- Task to complete: How many lines of the data hold the word "move"? State the number and nothing else.

- Information shown:
= = =

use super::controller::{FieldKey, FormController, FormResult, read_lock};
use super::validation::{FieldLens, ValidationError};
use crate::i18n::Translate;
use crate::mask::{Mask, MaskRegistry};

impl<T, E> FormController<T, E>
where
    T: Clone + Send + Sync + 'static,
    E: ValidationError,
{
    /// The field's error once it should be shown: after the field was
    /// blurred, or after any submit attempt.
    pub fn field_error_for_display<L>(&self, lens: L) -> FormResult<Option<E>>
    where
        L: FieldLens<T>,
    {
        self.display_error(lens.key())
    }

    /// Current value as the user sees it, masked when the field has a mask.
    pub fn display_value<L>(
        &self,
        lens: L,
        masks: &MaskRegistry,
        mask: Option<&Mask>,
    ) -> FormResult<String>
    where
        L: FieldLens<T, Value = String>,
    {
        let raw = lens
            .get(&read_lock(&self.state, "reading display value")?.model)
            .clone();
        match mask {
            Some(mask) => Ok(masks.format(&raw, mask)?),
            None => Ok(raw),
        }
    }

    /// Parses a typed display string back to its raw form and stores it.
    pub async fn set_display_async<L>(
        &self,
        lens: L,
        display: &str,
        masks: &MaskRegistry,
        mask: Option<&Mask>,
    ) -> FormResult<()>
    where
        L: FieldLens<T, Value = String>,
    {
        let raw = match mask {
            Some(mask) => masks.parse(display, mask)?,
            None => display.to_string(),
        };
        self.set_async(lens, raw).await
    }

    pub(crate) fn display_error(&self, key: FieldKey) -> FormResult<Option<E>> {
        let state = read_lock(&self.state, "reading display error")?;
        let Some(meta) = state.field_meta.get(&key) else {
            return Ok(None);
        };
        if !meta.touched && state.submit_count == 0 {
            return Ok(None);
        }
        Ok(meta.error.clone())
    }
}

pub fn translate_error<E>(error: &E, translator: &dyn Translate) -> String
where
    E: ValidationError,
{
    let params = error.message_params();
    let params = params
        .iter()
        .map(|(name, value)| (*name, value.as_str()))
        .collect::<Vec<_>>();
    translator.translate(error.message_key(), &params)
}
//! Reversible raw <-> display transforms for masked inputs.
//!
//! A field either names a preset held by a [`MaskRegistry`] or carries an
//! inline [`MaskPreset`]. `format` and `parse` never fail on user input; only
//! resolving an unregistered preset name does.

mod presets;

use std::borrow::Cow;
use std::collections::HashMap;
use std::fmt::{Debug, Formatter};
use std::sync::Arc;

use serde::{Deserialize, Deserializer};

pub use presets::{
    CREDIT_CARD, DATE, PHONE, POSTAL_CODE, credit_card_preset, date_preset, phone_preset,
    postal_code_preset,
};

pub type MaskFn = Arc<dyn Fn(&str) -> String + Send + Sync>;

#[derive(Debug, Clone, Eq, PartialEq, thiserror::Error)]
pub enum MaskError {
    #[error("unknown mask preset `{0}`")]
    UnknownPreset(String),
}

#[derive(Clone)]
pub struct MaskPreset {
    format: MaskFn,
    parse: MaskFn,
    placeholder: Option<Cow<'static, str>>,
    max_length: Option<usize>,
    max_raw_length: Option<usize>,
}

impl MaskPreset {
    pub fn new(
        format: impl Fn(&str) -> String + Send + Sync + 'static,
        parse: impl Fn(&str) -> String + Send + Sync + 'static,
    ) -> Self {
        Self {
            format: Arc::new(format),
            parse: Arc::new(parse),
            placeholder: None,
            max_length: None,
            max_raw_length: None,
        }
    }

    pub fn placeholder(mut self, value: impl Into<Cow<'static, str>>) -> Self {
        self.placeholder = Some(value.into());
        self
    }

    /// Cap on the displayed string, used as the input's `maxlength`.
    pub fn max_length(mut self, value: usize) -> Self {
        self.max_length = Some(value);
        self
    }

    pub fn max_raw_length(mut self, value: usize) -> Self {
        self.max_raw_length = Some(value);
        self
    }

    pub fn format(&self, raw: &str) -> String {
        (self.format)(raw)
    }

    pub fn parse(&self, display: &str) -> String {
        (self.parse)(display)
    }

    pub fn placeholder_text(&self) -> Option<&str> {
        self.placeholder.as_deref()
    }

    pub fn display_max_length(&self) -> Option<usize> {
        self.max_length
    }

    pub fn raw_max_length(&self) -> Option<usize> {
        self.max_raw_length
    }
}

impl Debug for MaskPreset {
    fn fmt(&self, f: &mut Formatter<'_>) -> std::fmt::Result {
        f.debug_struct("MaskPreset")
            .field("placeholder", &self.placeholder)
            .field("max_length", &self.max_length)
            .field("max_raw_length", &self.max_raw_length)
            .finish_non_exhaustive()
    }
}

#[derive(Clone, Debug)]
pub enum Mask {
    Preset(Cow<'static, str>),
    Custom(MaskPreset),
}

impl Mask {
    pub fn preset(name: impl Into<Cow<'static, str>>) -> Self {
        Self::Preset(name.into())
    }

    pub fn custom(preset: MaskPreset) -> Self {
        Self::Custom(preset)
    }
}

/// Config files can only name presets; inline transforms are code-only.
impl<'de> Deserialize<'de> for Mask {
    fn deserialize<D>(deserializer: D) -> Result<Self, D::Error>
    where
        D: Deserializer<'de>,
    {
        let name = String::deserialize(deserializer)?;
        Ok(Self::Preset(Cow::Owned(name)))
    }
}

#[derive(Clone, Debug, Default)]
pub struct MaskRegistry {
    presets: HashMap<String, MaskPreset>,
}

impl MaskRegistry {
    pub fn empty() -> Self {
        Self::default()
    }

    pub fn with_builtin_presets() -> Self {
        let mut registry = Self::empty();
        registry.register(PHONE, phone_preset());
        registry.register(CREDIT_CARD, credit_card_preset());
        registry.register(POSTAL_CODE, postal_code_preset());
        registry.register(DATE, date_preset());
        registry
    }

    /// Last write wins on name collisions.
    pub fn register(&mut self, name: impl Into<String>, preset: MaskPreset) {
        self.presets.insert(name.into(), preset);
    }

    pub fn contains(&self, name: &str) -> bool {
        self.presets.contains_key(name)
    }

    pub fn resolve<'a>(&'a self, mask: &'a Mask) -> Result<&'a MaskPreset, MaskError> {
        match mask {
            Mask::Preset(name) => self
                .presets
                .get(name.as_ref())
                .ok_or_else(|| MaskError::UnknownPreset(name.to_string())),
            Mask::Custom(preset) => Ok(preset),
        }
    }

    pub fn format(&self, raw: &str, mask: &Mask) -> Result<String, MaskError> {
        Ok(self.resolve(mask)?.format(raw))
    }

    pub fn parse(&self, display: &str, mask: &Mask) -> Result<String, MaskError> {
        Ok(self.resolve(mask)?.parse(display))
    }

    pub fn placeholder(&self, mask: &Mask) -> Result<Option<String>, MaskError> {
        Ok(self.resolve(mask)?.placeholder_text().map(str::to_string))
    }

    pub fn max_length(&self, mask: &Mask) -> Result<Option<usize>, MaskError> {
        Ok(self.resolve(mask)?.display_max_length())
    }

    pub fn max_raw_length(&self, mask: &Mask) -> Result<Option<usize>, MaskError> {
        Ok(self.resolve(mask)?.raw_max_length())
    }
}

= = =

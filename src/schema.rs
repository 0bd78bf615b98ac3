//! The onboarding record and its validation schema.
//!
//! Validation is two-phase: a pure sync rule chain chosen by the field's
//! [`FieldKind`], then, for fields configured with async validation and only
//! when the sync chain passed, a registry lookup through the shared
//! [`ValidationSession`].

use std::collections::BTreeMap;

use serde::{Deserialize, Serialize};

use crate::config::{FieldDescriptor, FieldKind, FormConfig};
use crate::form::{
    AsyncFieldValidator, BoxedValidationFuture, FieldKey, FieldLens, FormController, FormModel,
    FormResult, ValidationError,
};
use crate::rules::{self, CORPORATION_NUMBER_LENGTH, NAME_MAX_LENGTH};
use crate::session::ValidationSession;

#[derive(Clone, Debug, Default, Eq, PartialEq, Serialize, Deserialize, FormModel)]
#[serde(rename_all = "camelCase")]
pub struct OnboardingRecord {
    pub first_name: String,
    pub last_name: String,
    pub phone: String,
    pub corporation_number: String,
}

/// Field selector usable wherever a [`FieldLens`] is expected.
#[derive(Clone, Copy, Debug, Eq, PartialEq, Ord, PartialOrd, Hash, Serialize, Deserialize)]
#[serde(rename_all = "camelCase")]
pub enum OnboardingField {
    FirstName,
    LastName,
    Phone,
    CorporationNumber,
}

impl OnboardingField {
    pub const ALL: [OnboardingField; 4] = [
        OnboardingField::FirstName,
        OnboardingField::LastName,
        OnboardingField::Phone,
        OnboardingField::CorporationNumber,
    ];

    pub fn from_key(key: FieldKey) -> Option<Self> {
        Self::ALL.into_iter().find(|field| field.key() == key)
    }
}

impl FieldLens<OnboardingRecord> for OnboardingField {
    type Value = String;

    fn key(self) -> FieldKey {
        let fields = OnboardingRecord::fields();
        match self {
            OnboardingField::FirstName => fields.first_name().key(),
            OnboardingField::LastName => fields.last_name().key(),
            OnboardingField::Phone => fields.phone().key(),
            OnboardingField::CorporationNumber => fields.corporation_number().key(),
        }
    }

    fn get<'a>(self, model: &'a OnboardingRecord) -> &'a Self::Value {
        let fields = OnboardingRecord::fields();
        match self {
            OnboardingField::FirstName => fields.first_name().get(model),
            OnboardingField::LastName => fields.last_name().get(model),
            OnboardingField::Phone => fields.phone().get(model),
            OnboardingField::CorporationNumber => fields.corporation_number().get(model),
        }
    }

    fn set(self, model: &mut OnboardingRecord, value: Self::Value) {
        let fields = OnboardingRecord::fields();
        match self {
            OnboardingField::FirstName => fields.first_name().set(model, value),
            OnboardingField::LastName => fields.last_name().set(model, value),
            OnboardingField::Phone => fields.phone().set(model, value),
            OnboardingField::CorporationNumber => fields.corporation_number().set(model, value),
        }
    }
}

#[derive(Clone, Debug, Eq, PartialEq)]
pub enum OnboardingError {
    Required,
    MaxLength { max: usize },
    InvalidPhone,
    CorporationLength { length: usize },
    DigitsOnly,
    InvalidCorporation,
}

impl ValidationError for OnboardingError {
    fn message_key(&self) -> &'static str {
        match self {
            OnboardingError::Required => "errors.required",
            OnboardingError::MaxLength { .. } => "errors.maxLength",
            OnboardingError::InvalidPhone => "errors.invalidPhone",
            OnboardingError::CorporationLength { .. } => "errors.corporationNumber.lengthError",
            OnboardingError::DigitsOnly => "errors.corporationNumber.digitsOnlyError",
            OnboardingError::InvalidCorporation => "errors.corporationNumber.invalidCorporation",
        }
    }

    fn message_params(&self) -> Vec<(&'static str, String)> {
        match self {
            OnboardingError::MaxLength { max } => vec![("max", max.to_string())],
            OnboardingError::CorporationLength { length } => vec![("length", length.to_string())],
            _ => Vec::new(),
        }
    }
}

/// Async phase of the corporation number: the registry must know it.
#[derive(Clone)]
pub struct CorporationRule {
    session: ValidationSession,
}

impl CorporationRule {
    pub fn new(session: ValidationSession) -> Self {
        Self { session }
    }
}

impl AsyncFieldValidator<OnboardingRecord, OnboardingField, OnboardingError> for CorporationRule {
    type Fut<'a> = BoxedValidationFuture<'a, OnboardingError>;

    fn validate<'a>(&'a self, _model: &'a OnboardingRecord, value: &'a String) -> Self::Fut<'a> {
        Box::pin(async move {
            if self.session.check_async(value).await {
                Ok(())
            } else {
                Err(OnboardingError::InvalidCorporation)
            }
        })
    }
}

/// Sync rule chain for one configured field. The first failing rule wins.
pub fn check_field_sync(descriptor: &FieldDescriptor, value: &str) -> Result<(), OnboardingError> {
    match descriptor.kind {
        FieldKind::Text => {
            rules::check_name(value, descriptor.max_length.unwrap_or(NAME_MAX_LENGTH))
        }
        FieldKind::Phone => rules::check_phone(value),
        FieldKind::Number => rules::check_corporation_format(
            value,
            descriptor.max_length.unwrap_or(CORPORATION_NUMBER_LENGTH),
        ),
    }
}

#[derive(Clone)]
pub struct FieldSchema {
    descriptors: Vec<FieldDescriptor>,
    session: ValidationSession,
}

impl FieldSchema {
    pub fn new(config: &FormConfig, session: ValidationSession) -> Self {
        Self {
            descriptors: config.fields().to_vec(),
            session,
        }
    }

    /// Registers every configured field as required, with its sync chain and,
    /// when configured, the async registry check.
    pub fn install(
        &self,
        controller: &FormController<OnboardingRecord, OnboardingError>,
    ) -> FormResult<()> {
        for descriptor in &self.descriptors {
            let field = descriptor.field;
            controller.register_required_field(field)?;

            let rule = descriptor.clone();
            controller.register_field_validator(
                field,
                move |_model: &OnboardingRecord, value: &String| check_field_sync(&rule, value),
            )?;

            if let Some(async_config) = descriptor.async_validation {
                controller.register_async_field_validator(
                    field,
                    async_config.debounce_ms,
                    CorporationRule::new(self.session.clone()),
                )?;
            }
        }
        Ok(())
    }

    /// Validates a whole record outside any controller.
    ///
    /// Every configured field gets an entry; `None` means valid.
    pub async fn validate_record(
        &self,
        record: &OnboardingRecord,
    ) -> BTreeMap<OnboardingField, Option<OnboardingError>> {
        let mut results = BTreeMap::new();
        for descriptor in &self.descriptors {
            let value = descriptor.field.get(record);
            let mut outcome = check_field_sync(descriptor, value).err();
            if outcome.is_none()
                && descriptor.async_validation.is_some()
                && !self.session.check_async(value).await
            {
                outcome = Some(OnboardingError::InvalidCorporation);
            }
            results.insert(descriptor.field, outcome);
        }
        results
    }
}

= = =

- Solved problem: 2